CareFirst BlueCross BlueShield, one of the state’s two individual market insurers, will also be encouraging their PPO plan members to take a look at whether a less expensive HMO plan would be a better fit for them.
In addition to offering help at the exchange, Maryland Health Connection also forwards consumers on to insurance brokers whose advice comes free.
“It’s a complicated topic,” Plunkett said. “Even though it’s easy to enroll on the phone and on the website, people don’t know exactly what they’re signing up for.”
Among the marketing departments top demographic targets this fall will be “Young Invincibles.” These young adults, between the ages of 18 and 34 may think health insurance is too costly for a product they do not think they need.

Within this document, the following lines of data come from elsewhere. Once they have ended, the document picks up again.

/// Identity used when no deployment id is configured.
pub const DEFAULT_ANON_USER: &str = "anon-default-user";

/// Derives the stable pseudo-identity stamped into `recordedBy`.
///
/// This is an attribution label, not a credential.
pub fn anonymous_user_id(deployment_id: Option<&str>) -> String {
    match deployment_id.map(str::trim).filter(|id| !id.is_empty()) {
        Some(id) => format!("{id}-anon-user"),
        None => DEFAULT_ANON_USER.to_string(),
    }
}

#[cfg(test)]
mod tests {
    use super::*;

    #[test]
    fn derives_from_deployment_id() {
        assert_eq!(anonymous_user_id(Some("garage-7")), "garage-7-anon-user");
        assert_eq!(anonymous_user_id(Some("  garage-7  ")), "garage-7-anon-user");
    }

    #[test]
    fn falls_back_without_deployment_id() {
        assert_eq!(anonymous_user_id(None), DEFAULT_ANON_USER);
        assert_eq!(anonymous_user_id(Some("")), DEFAULT_ANON_USER);
        assert_eq!(anonymous_user_id(Some("   ")), DEFAULT_ANON_USER);
    }
}
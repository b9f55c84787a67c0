use ratatui::{
    Frame,
    layout::{Constraint, Direction, Layout, Rect},
    style::{Modifier, Style},
    text::{Line, Span},
    widgets::{Block, Borders, List, ListItem, Paragraph},
};

use crate::{
    app::{AppState, MessageLevel, ServiceField, StatusMessage},
    ui::theme::Theme,
};

pub fn render(frame: &mut Frame<'_>, area: Rect, state: &AppState) {
    let theme = Theme::default();
    let layout = Layout::default()
        .direction(Direction::Vertical)
        .constraints([
            Constraint::Length(9), // Entry form
            Constraint::Length(1), // Message
            Constraint::Min(0),    // History
        ])
        .split(area);

    render_form(frame, layout[0], state, &theme);
    render_message(frame, layout[1], state.service.message.as_ref(), &theme);
    render_history(frame, layout[2], state, &theme);
}

fn field_line<'a>(label: &str, value: Span<'a>, focused: bool, theme: &Theme) -> Line<'a> {
    let marker = if focused { "» " } else { "  " };
    let label_style = if focused {
        Style::default()
            .fg(theme.accent)
            .add_modifier(Modifier::BOLD)
    } else {
        Style::default().fg(theme.text_muted)
    };
    Line::from(vec![
        Span::styled(marker.to_string(), Style::default().fg(theme.accent)),
        Span::styled(format!("{label:<18}"), label_style),
        value,
    ])
}

fn text_value<'a>(raw: &'a str, placeholder: &'a str, theme: &Theme) -> Span<'a> {
    if raw.is_empty() {
        Span::styled(placeholder, Style::default().fg(theme.text_muted))
    } else {
        Span::styled(raw, Style::default().fg(theme.text))
    }
}

fn render_form(frame: &mut Frame<'_>, area: Rect, state: &AppState, theme: &Theme) {
    let draft = &state.service.draft;
    let focus = state.service.focus;
    let types = &state.service_types;

    let type_value = if types.items.is_empty() {
        let placeholder = if types.loading {
            "Loading types..."
        } else {
            "No types defined (check Configuration tab)"
        };
        Span::styled(placeholder, Style::default().fg(theme.text_muted))
    } else {
        let name = if draft.service_type.is_empty() {
            "-"
        } else {
            draft.service_type.as_str()
        };
        if focus == ServiceField::ServiceType {
            Span::styled(format!("◂ {name} ▸"), Style::default().fg(theme.text))
        } else {
            Span::styled(name.to_string(), Style::default().fg(theme.text))
        }
    };

    let payment = draft.payment_mode.label();
    let payment_value = if focus == ServiceField::PaymentMode {
        Span::styled(format!("◂ {payment} ▸"), Style::default().fg(theme.text))
    } else {
        Span::styled(payment, Style::default().fg(theme.text))
    };

    let lines = vec![
        field_line(
            "Registration",
            text_value(&draft.registration, "e.g. KA-01 AB 1234", theme),
            focus == ServiceField::Registration,
            theme,
        ),
        field_line(
            "Type of Service",
            type_value,
            focus == ServiceField::ServiceType,
            theme,
        ),
        field_line(
            "Notes",
            text_value(&draft.notes, "-", theme),
            focus == ServiceField::Notes,
            theme,
        ),
        field_line(
            "Amount",
            text_value(&draft.amount, "0.00", theme),
            focus == ServiceField::Amount,
            theme,
        ),
        field_line(
            "Payment Mode",
            payment_value,
            focus == ServiceField::PaymentMode,
            theme,
        ),
        field_line(
            "Date of Service",
            text_value(&draft.date_of_service, "YYYY-MM-DD", theme),
            focus == ServiceField::Date,
            theme,
        ),
        submit_hint(state, theme),
    ];

    let block = Block::default()
        .borders(Borders::ALL)
        .border_style(Style::default().fg(theme.border))
        .title("Log New Service Job");
    frame.render_widget(Paragraph::new(lines).block(block), area);
}

fn submit_hint(state: &AppState, theme: &Theme) -> Line<'static> {
    let span = if !state.connection.ok {
        Span::styled(
            "Submit disabled: not connected.",
            Style::default().fg(theme.error),
        )
    } else if state.service_types.loading {
        Span::styled("Loading types...", Style::default().fg(theme.text_muted))
    } else if state.service_types.items.is_empty() {
        Span::styled(
            "Add service types in the Configuration tab to enable submit.",
            Style::default().fg(theme.text_muted),
        )
    } else {
        Span::styled(
            "Enter submits the service record.",
            Style::default().fg(theme.text_muted),
        )
    };
    Line::from(vec![Span::raw("  "), span])
}

fn render_message(
    frame: &mut Frame<'_>,
    area: Rect,
    message: Option<&StatusMessage>,
    theme: &Theme,
) {
    let Some(message) = message else {
        return;
    };
    let style = match message.level {
        MessageLevel::Success => Style::default().fg(theme.positive),
        MessageLevel::Error => Style::default().fg(theme.error),
    };
    let line = Line::from(Span::styled(format!(" {}", message.text), style));
    frame.render_widget(Paragraph::new(line), area);
}

fn render_history(frame: &mut Frame<'_>, area: Rect, state: &AppState, theme: &Theme) {
    let history = &state.service.history;
    let block = Block::default()
        .borders(Borders::ALL)
        .border_style(Style::default().fg(theme.border))
        .title(format!("Recent Service History ({})", history.rows.len()));

    if let Some(err) = &history.error {
        let content = Paragraph::new(Line::from(Span::styled(
            format!("Error loading history: {err}"),
            Style::default().fg(theme.error),
        )))
        .block(block);
        frame.render_widget(content, area);
        return;
    }
    if history.loading {
        let content = Paragraph::new(Line::from(Span::styled(
            "Loading service history...",
            Style::default().fg(theme.text_muted),
        )))
        .block(block);
        frame.render_widget(content, area);
        return;
    }
    if history.rows.is_empty() {
        let content = Paragraph::new(Line::from(Span::styled(
            "No service records found. Start by logging a new entry!",
            Style::default().fg(theme.text_muted),
        )))
        .block(block);
        frame.render_widget(content, area);
        return;
    }

    let items = history
        .rows
        .iter()
        .map(|record| {
            let logged = record
                .created_at
                .with_timezone(&state.timezone)
                .format("%d %b %H:%M")
                .to_string();
            let head = format!(
                "{}  {:<12} {:<18} {:>10.2}  {:<13} logged {logged}  by {}",
                record.date_of_service,
                record.registration_number,
                record.service_type,
                record.amount,
                record.payment_mode.label(),
                super::short_user(&record.recorded_by),
            );
            let mut lines = vec![Line::from(head)];
            if let Some(notes) = record.notes.as_deref().filter(|notes| !notes.is_empty()) {
                lines.push(Line::from(Span::styled(
                    format!("    Notes: {notes}"),
                    Style::default().fg(theme.text_muted),
                )));
            }
            ListItem::new(lines)
        })
        .collect::<Vec<_>>();

    frame.render_widget(List::new(items).block(block), area);
}
use std::time::Duration;

use chrono_tz::Tz;
use crossterm::event::{self, Event, KeyEvent};

use api_types::{PaymentMode, expense::ExpenseRecord, service::ServiceRecord};
use store::{
    ConfigKind, ExpenseDraft, HistoryState, OptionsState, ServiceDraft, StoreError, Subscription,
    Table, TableClient, anonymous_user_id, reconcile_default,
};

use crate::{
    client::RestTableClient,
    config::AppConfig,
    error::Result,
    ui::{self, keymap::AppAction},
};

const MSG_NOT_CONNECTED: &str = "Not connected to the backend.";

#[derive(Debug, Clone, Copy, PartialEq, Eq)]
pub enum Section {
    Service,
    Expenses,
    Config,
}

impl Section {
    pub fn label(self) -> &'static str {
        match self {
            Self::Service => "Service Entry",
            Self::Expenses => "Expense Tracking",
            Self::Config => "Configuration",
        }
    }
}

#[derive(Debug, Clone, Copy, PartialEq, Eq)]
pub enum ServiceField {
    Registration,
    ServiceType,
    Notes,
    Amount,
    PaymentMode,
    Date,
}

impl ServiceField {
    fn next(self) -> Self {
        match self {
            Self::Registration => Self::ServiceType,
            Self::ServiceType => Self::Notes,
            Self::Notes => Self::Amount,
            Self::Amount => Self::PaymentMode,
            Self::PaymentMode => Self::Date,
            Self::Date => Self::Registration,
        }
    }

    fn prev(self) -> Self {
        match self {
            Self::Registration => Self::Date,
            Self::ServiceType => Self::Registration,
            Self::Notes => Self::ServiceType,
            Self::Amount => Self::Notes,
            Self::PaymentMode => Self::Amount,
            Self::Date => Self::PaymentMode,
        }
    }
}

#[derive(Debug, Clone, Copy, PartialEq, Eq)]
pub enum ExpenseField {
    Date,
    Category,
    Description,
    Amount,
}

impl ExpenseField {
    fn next(self) -> Self {
        match self {
            Self::Date => Self::Category,
            Self::Category => Self::Description,
            Self::Description => Self::Amount,
            Self::Amount => Self::Date,
        }
    }

    fn prev(self) -> Self {
        match self {
            Self::Date => Self::Amount,
            Self::Category => Self::Date,
            Self::Description => Self::Category,
            Self::Amount => Self::Description,
        }
    }
}

#[derive(Debug, Clone, Copy, PartialEq, Eq)]
pub enum ConfigPane {
    ServiceTypes,
    ExpenseCategories,
}

#[derive(Debug, Clone, Copy, PartialEq, Eq)]
pub enum MessageLevel {
    Success,
    Error,
}

/// A message scoped to one form or list manager. The level, not the text,
/// is what tells success and failure apart in the UI.
#[derive(Debug, Clone)]
pub struct StatusMessage {
    pub level: MessageLevel,
    pub text: String,
}

impl StatusMessage {
    pub fn success(text: impl Into<String>) -> Self {
        Self {
            level: MessageLevel::Success,
            text: text.into(),
        }
    }

    pub fn error(text: impl Into<String>) -> Self {
        Self {
            level: MessageLevel::Error,
            text: text.into(),
        }
    }
}

#[derive(Debug)]
pub struct ConnectionState {
    pub ok: bool,
    pub detail: Option<String>,
}

#[derive(Debug)]
pub struct ServiceTabState {
    pub draft: ServiceDraft,
    pub focus: ServiceField,
    pub message: Option<StatusMessage>,
    pub history: HistoryState<ServiceRecord>,
}

#[derive(Debug)]
pub struct ExpenseTabState {
    pub draft: ExpenseDraft,
    pub focus: ExpenseField,
    pub message: Option<StatusMessage>,
    pub history: HistoryState<ExpenseRecord>,
}

#[derive(Debug, Default)]
pub struct ConfigPaneState {
    pub input: String,
    pub selected: usize,
    pub message: Option<StatusMessage>,
}

#[derive(Debug)]
pub struct ConfigTabState {
    pub focus: ConfigPane,
    pub service_types: ConfigPaneState,
    pub expense_categories: ConfigPaneState,
}
use ratatui::{
    Frame,
    layout::{Alignment, Constraint, Direction, Layout, Rect},
    style::{Modifier, Style},
    text::{Line, Span},
    widgets::{Block, Borders, List, ListItem, ListState, Paragraph},
};

use store::OptionsState;

use crate::{
    app::{AppState, ConfigPane, ConfigPaneState, MessageLevel},
    ui::theme::Theme,
};

pub fn render(frame: &mut Frame<'_>, area: Rect, state: &AppState) {
    let theme = Theme::default();

    if state.service_types.loading && state.expense_categories.loading {
        let content = Paragraph::new(Line::from(Span::styled(
            "Loading configuration lists...",
            Style::default().fg(theme.text_muted),
        )))
        .alignment(Alignment::Center);
        frame.render_widget(content, area);
        return;
    }

    let cols = Layout::default()
        .direction(Direction::Horizontal)
        .constraints([Constraint::Percentage(50), Constraint::Percentage(50)])
        .split(area);

    render_pane(
        frame,
        cols[0],
        "Service Types",
        &state.service_types,
        &state.config_tab.service_types,
        state.config_tab.focus == ConfigPane::ServiceTypes,
        &theme,
    );
    render_pane(
        frame,
        cols[1],
        "Expense Categories",
        &state.expense_categories,
        &state.config_tab.expense_categories,
        state.config_tab.focus == ConfigPane::ExpenseCategories,
        &theme,
    );
}

fn render_pane(
    frame: &mut Frame<'_>,
    area: Rect,
    title: &str,
    options: &OptionsState,
    pane: &ConfigPaneState,
    focused: bool,
    theme: &Theme,
) {
    let border_style = if focused {
        Style::default().fg(theme.accent)
    } else {
        Style::default().fg(theme.border)
    };
    let block = Block::default()
        .borders(Borders::ALL)
        .border_style(border_style)
        .title(title.to_string());
    let inner = block.inner(area);
    frame.render_widget(block, area);

    let layout = Layout::default()
        .direction(Direction::Vertical)
        .constraints([
            Constraint::Length(1), // Input
            Constraint::Length(1), // Message
            Constraint::Min(0),    // Items
        ])
        .split(inner);

    let cursor = if focused { "▏" } else { "" };
    let input = Line::from(vec![
        Span::styled("New name: ", Style::default().fg(theme.text_muted)),
        Span::styled(
            format!("{}{cursor}", pane.input),
            Style::default().fg(theme.text),
        ),
    ]);
    frame.render_widget(Paragraph::new(input), layout[0]);

    // A local message takes the slot; otherwise a fetch error shows here so
    // the stale list below stays visible.
    if let Some(message) = &pane.message {
        let style = match message.level {
            MessageLevel::Success => Style::default().fg(theme.positive),
            MessageLevel::Error => Style::default().fg(theme.error),
        };
        let line = Line::from(Span::styled(message.text.clone(), style));
        frame.render_widget(Paragraph::new(line), layout[1]);
    } else if let Some(err) = &options.error {
        let line = Line::from(Span::styled(
            format!("Error loading list: {err}"),
            Style::default().fg(theme.error),
        ));
        frame.render_widget(Paragraph::new(line), layout[1]);
    }

    if options.loading {
        let content = Paragraph::new(Line::from(Span::styled(
            "Loading...",
            Style::default().fg(theme.text_muted),
        )));
        frame.render_widget(content, layout[2]);
        return;
    }
    if options.items.is_empty() {
        let content = Paragraph::new(Line::from(Span::styled(
            "No items defined. Add one above!",
            Style::default().fg(theme.text_muted),
        )));
        frame.render_widget(content, layout[2]);
        return;
    }

    let items = options
        .items
        .iter()
        .map(|option| ListItem::new(Line::from(option.name.clone())))
        .collect::<Vec<_>>();

    let mut list_state = ListState::default();
    if focused {
        list_state.select(Some(pane.selected.min(options.items.len() - 1)));
    }

    let list = List::new(items)
        .highlight_style(
            Style::default()
                .fg(theme.accent)
                .add_modifier(Modifier::BOLD),
        )
        .highlight_symbol("» ");
    frame.render_stateful_widget(list, layout[2], &mut list_state);
}
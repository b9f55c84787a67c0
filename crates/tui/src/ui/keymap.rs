use crossterm::event::{KeyCode, KeyEvent, KeyModifiers};

#[derive(Debug, Clone, Copy, PartialEq, Eq)]
pub enum AppAction {
    Quit,
    Cancel,
    NextField,
    PrevField,
    Submit,
    Backspace,
    Delete,
    Up,
    Down,
    Left,
    Right,
    Refresh,
    Function(u8),
    Input(char),
    None,
}

pub fn map_key(key: KeyEvent) -> AppAction {
    if key.modifiers.contains(KeyModifiers::CONTROL) {
        if let KeyCode::Char('c') = key.code {
            return AppAction::Quit;
        }
        if let KeyCode::Char('r') = key.code {
            return AppAction::Refresh;
        }
    }

    match key.code {
        KeyCode::Esc => AppAction::Cancel,
        KeyCode::Tab => AppAction::NextField,
        KeyCode::BackTab => AppAction::PrevField,
        KeyCode::Enter => AppAction::Submit,
        KeyCode::Backspace => AppAction::Backspace,
        KeyCode::Delete => AppAction::Delete,
        KeyCode::Up => AppAction::Up,
        KeyCode::Down => AppAction::Down,
        KeyCode::Left => AppAction::Left,
        KeyCode::Right => AppAction::Right,
        KeyCode::F(n) => AppAction::Function(n),
        KeyCode::Char(ch) => AppAction::Input(ch),
        _ => AppAction::None,
    }
}
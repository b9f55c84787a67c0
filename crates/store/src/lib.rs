pub use client::{SelectQuery, Subscription, Table, TableClient, TableError};
pub use config::{ConfigKind, OptionsState, reconcile_default};
pub use error::StoreError;
pub use forms::{
    ExpenseDraft, MSG_BAD_DATE, MSG_POSITIVE_AMOUNT, MSG_REQUIRED_EXPENSE, MSG_REQUIRED_SERVICE,
    ServiceDraft,
};
pub use history::{HISTORY_LIMIT, HistoryState};
pub use identity::{DEFAULT_ANON_USER, anonymous_user_id};

mod client;
mod config;
mod error;
mod forms;
mod history;
mod identity;

type ResultStore<T> = Result<T, StoreError>;
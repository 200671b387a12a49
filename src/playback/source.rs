//! Collaborators that turn a media identifier into probed metadata.

use std::path::{Path, PathBuf};

use ffmpeg_hls::metadata::MediaInfo;

use crate::{error::PlaybackError, playback::manifest::is_safe_path_component};

pub trait MediaProber: Send + Sync {
    fn probe(&self, path: &Path) -> anyhow::Result<MediaInfo>;
}

pub trait FileResolver: Send + Sync {
    /// Absolute path of the file behind `media_id`. A malformed id fails
    /// with [`PlaybackError::InvalidPath`].
    fn resolve(&self, media_id: &str) -> anyhow::Result<PathBuf>;
}

/// Probes with the in-process FFmpeg demuxer.
#[derive(Debug, Default, Clone, Copy)]
pub struct FfmpegProber;

impl MediaProber for FfmpegProber {
    fn probe(&self, path: &Path) -> anyhow::Result<MediaInfo> {
        ffmpeg_hls::metadata::probe(path)
    }
}

/// Media identifiers are paths relative to a library root.
#[derive(Debug, Clone)]
pub struct LibraryResolver {
    root: PathBuf,
}

impl LibraryResolver {
    pub fn new(root: impl Into<PathBuf>) -> Self {
        Self { root: root.into() }
    }
}

impl FileResolver for LibraryResolver {
    fn resolve(&self, media_id: &str) -> anyhow::Result<PathBuf> {
        let mut path = self.root.clone();
        for component in media_id.split('/') {
            if !is_safe_path_component(component) {
                return Err(PlaybackError::InvalidPath(media_id.to_string()).into());
            }
            path.push(component);
        }
        let metadata = std::fs::metadata(&path)
            .map_err(|e| anyhow::anyhow!("media {} not found: {}", media_id, e))?;
        if !metadata.is_file() {
            anyhow::bail!("media {} is not a file", media_id);
        }
        Ok(std::path::absolute(&path)?)
    }
}
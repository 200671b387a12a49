use std::path::Path;

use ffmpeg_next::codec::packet::Packet;
use tokio_util::sync::CancellationToken;

use crate::stream::AvStream;

/// FFmpeg timestamps at container level are expressed in 1/AV_TIME_BASE seconds.
pub const AV_TIME_BASE: i64 = 1_000_000;

/// A demuxer whose blocking I/O aborts as soon as `cancel` fires.
pub struct AvInput {
    inner: ffmpeg_next::format::context::Input,
    streams: Vec<AvStream>,
}

impl AvInput {
    pub fn open(path: &Path, cancel: &CancellationToken) -> anyhow::Result<Self> {
        let interrupt = cancel.clone();
        let input =
            ffmpeg_next::format::input_with_interrupt(path, move || interrupt.is_cancelled())
                .map_err(|e| anyhow::anyhow!("open input {}: {}", path.display(), e))?;

        let streams = input.streams().map(AvStream::from).collect();
        Ok(Self {
            inner: input,
            streams,
        })
    }

    pub fn streams(&self) -> &[AvStream] {
        &self.streams
    }

    pub fn stream(&self, index: usize) -> Option<&AvStream> {
        self.streams.iter().find(|s| s.index() == index)
    }

    pub fn format_name(&self) -> String {
        self.inner.format().name().to_string()
    }

    /// Container duration in seconds, `None` when the demuxer cannot tell.
    pub fn duration_seconds(&self) -> Option<f64> {
        let d = self.inner.duration();
        if d == ffmpeg_next::ffi::AV_NOPTS_VALUE as i64 || d <= 0 {
            None
        } else {
            Some(d as f64 / AV_TIME_BASE as f64)
        }
    }

    /// Overall bitrate in bits per second, 0 if unknown.
    pub fn bit_rate(&self) -> i64 {
        self.inner.bit_rate()
    }

    /// Seeks to the closest keyframe at or before `seconds`.
    pub fn seek_seconds(&mut self, seconds: f64) -> anyhow::Result<()> {
        if seconds <= 0.0 {
            return Ok(());
        }
        let ts = (seconds * AV_TIME_BASE as f64) as i64;
        self.inner
            .seek(ts, ..ts)
            .map_err(|e| anyhow::anyhow!("seek to {:.3}s: {}", seconds, e))
    }

    /// Picks the video stream to process. A selector that does not point at a
    /// video stream falls back to the first video stream of the container.
    pub fn select_video(&self, selector: Option<usize>) -> Option<&AvStream> {
        let index = selector?;
        self.stream(index)
            .filter(|s| s.is_video())
            .or_else(|| self.streams.iter().find(|s| s.is_video()))
    }

    /// Picks an audio stream by its position among the container's audio streams.
    pub fn select_audio(&self, ordinal: Option<usize>) -> Option<&AvStream> {
        let ordinal = ordinal?;
        self.streams.iter().filter(|s| s.is_audio()).nth(ordinal)
    }

    /// Reads the next packet; `Ok(None)` at end of input.
    pub fn read_packet(&mut self) -> Result<Option<Packet>, ffmpeg_next::Error> {
        let mut packet = Packet::empty();
        match packet.read(&mut self.inner) {
            Ok(()) => Ok(Some(packet)),
            Err(ffmpeg_next::Error::Eof) => Ok(None),
            Err(err) => Err(err),
        }
    }
}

They are important to the individual health pools because they come with the lowest risk of racking up high claims. The marketing will attempt to persuade them it is important to get health insurance as well.
“We call them young invincibles because they don’t anticipate needing health insurance,” Plunkett said. “But anyone can have an unexpected illness or accident where they will need it, so we try to emphasize the value of having health insurance in that group.”
Some of the outreach to that group will include floor ads at grocery stores, trying to attract the attention of young people staring down at their phones and other shoppers checking grocery lists.
The exchange also will aim at reaching African-American and Hispanic groups as well as rural consumers, all of whom tend to be overrepresented among Maryland’s uninsured population. Advertising campaigns will include television, radio and digital buys.
Much of the push will begin after the election, when more advertising space is available.
The exchange also plans to use two weekends to create big pushes to get consumers to enroll. The first will be Beat the Rush weekend, Nov. 9-11. The second weekend, Dec. 7-9, will focus on the last chance to enroll before the deadline.
The exchange also has spent much of the last year doing research to try to make the Maryland Health Connection website easier to navigate and understand. That includes trying to help improve the insurance literacy that consumers might need to understand what plans they want to choose.